Kasus bermula antara Oktober 2002 hingga Juli 2003, ketika Adrian dan Maria melalui PT Gramarindo Group mengajukan 41 L/C fiktif seolah-olah untuk kegiatan ekspor.

BNI Cabang Kebayoran Baru pun mencairkan pinjaman dalam bentuk dolar AS dan euro senilai total Rp 1,2 triliun, padahal kegiatan ekspor tersebut tidak pernah terjadi.

Skema ini melibatkan penerbitan dokumen ekspor palsu, manipulasi sistem bank, serta peran sejumlah pejabat internal BNI yang ikut memperlancar pencairan dana.

Uang hasil pencairan itu kemudian digunakan untuk memperkuat bisnis pribadi dan memperluas jaringan perusahaan mereka.

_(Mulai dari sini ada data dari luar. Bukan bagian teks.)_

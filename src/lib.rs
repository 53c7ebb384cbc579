//! # Container Code Sandbox
//!
//! Runs untrusted source code in Python, JavaScript, C++ or Java inside
//! resource-bounded containers and returns the captured output within a
//! fixed time limit.
//!
//! Every job is isolated by a container runtime (Docker or a compatible
//! CLI) with:
//!
//! - **No network**: containers start with `--network none`
//! - **Memory, CPU and process caps**: configurable, applied per container
//! - **Hard timeout**: the supervisor kills the job at its deadline
//! - **Bounded output**: stdout and stderr are capped per stream
//! - **Guaranteed cleanup**: containers, processes and job directories are
//!   released on every outcome
//!
//! ## Example
//!
//! ```rust,ignore
//! use container_code_sandbox_rs::prelude::*;
//! use std::time::Duration;
//!
//! #[tokio::main]
//! async fn main() -> Result<()> {
//!     let config = SandboxConfig::builder()
//!         .timeout(Duration::from_secs(10))
//!         .memory_limit("128m")
//!         .build();
//!
//!     let sandbox = CodeSandbox::new(config);
//!     sandbox.initialize().await?;
//!
//!     let result = sandbox.execute("javascript", "console.log('hi')").await?;
//!     assert_eq!(result.stdout, "hi\n");
//!     assert!(result.is_success());
//!
//!     Ok(())
//! }
//! ```
//!
//! ## Strategies
//!
//! 1. **Ephemeral** (default): a fresh `--rm` container per job, source on stdin
//! 2. **Warm pool**: one long-lived container, source written to a per-job
//!    directory mounted into it, command run with `exec`

pub mod bridge;
pub mod error;
pub mod prelude;
pub mod sandbox;

// Re-export main types at crate root for convenience
pub use bridge::{CodeOutput, RoomOutput, RunRequest};
pub use error::{Result, SandboxError};
pub use sandbox::backend::{
    EphemeralBackend, IsolatedHandle, IsolationBackend, WarmPoolBackend,
};
pub use sandbox::config::{SandboxConfig, SandboxConfigBuilder, Strategy};
pub use sandbox::executor::CodeSandbox;
pub use sandbox::job::{Job, JobState};
pub use sandbox::language::{ExecutionProfile, Language, LanguageRegistry};
pub use sandbox::result::{ExecutionMetadata, ExecutionResult, ExecutionStatus, RawOutput};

Pelarian, Penangkapan, dan Vonis

Setelah kasus terbongkar, Adrian sempat buron selama 1,5 bulan sebelum ditangkap di Sumatera Utara pada 22 Oktober 2004.

Sementara rekannya, Maria Pauline Lumowa, melarikan diri ke Singapura dan kemudian menjadi warga negara Belanda.

Setelah 17 tahun buron, ia akhirnya ditangkap oleh NCB Interpol Serbia di Bandara Nikola Tesla, Beograd, pada 16 Juli 2019.

Dalam persidangan di Pengadilan Negeri Jakarta Selatan (2005), Adrian dinyatakan bersalah atas tindak pidana korupsi dan pencucian uang.

Ia divonis penjara seumur hidup, dikenai denda Rp 1 miliar, serta diwajibkan mengembalikan Rp 300 miliar.

Hakim menilai perbuatannya telah merusak kepercayaan publik terhadap sistem perbankan nasional dan memukul kepercayaan investor terhadap ekonomi Indonesia.

Bayang-Bayang Lama di PT Aditarina Lestari

Kini, nama Adrian kembali mencuat melalui PT Aditarina Lestari, perusahaan pengembang yang tengah membangun kawasan perumahan di Kelurahan Sudiang Raya, Makassar.

Publik mempertanyakan legalitas Persetujuan Bangunan Gedung (PBG) dan status kepemilikan lahan yang digunakan dalam proyek tersebut.

Ahli waris almarhum H. Tamang bin Yambo menolak klaim PT Aditarina atas tanah yang disebut berdasarkan SHM 963/1984 dan AJB 227/III/BK/1993, karena merasa tidak pernah memberikan persetujuan hukum atas lahan itu.
Mereka menduga ada praktik mafia tanah yang melibatkan jaringan korporasi lama, bahkan oknum aparat.

“Kami hanya ingin mempertahankan hak waris orang tua, tapi diperlakukan seperti pelaku kejahatan,”
ujar Andi Arif, ahli waris.

Kuasa hukum ahli waris, Andi Alfian, SH, menambahkan:

“Publik berhak tahu siapa pemberi kuasa dan dasar hukum kepemilikan lahannya. Polisi harus netral, bukan alat mafia tanah.”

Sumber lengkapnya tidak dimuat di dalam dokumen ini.